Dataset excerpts
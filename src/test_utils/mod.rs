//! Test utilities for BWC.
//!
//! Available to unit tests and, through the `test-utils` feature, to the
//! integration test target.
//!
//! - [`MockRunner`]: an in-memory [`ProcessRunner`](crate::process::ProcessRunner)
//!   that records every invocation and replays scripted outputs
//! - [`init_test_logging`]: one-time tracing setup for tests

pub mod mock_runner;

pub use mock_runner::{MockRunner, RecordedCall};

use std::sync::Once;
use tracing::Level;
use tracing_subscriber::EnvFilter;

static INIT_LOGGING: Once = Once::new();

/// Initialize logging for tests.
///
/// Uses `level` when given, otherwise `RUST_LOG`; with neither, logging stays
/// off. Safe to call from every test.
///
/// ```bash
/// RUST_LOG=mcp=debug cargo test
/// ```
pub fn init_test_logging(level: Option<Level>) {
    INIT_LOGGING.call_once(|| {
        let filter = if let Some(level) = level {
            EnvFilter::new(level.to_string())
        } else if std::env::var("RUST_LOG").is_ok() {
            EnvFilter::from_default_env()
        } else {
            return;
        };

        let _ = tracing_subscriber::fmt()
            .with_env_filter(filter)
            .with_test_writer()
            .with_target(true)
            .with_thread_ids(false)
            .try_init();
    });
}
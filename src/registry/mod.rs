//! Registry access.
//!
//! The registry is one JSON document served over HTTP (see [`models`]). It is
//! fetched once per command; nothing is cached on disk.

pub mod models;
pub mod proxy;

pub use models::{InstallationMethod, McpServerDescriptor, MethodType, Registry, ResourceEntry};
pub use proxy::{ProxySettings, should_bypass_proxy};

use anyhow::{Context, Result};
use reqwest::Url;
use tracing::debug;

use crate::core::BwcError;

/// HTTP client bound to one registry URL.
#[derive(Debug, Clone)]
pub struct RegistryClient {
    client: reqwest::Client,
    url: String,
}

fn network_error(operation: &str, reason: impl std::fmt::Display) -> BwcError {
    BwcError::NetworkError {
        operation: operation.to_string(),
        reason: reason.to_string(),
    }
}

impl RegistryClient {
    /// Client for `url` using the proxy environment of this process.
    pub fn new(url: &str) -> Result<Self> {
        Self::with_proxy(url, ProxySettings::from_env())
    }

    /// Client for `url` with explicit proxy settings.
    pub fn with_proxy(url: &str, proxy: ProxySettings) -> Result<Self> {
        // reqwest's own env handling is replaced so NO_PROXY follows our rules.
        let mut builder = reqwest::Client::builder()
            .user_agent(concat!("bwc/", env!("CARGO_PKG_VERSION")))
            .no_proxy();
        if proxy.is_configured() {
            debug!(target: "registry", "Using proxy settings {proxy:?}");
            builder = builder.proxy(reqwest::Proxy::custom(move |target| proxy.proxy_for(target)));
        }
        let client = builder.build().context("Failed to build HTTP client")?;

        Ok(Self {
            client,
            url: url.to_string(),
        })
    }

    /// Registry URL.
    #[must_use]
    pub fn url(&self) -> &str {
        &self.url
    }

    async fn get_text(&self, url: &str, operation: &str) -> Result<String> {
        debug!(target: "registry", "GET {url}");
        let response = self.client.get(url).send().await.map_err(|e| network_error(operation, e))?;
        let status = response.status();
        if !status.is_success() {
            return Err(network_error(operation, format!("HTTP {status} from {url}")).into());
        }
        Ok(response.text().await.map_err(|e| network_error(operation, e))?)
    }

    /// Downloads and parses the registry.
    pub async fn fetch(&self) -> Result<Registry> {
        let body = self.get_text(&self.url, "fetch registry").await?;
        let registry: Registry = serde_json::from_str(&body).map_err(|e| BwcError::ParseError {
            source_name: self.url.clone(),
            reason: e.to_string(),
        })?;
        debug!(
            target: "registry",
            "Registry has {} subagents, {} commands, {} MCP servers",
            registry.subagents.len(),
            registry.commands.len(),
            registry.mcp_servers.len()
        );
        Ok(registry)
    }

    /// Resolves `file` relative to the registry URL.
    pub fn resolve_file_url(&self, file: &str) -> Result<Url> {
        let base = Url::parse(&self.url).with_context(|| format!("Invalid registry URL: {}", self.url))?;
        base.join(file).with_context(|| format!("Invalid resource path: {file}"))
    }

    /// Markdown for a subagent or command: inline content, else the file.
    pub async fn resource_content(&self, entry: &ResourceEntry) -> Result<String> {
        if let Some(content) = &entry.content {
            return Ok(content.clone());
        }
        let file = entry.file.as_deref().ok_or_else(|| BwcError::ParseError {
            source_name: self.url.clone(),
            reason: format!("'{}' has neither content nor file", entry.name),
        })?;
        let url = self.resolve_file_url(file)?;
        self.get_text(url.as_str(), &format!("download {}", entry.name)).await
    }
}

> _Exercise requirements_
Produce an exact transcription of the lines from the one containing "let base = Url::parse(&self.url).with_context(||" through the end of the records, both included, and no other lines.

> _Solution_
        let base = Url::parse(&self.url).with_context(|| format!("Invalid registry URL: {}", self.url))?;
        base.join(file).with_context(|| format!("Invalid resource path: {file}"))
    }

    /// Markdown for a subagent or command: inline content, else the file.
    pub async fn resource_content(&self, entry: &ResourceEntry) -> Result<String> {
        if let Some(content) = &entry.content {
            return Ok(content.clone());
        }
        let file = entry.file.as_deref().ok_or_else(|| BwcError::ParseError {
            source_name: self.url.clone(),
            reason: format!("'{}' has neither content nor file", entry.name),
        })?;
        let url = self.resolve_file_url(file)?;
        self.get_text(url.as_str(), &format!("download {}", entry.name)).await
    }
}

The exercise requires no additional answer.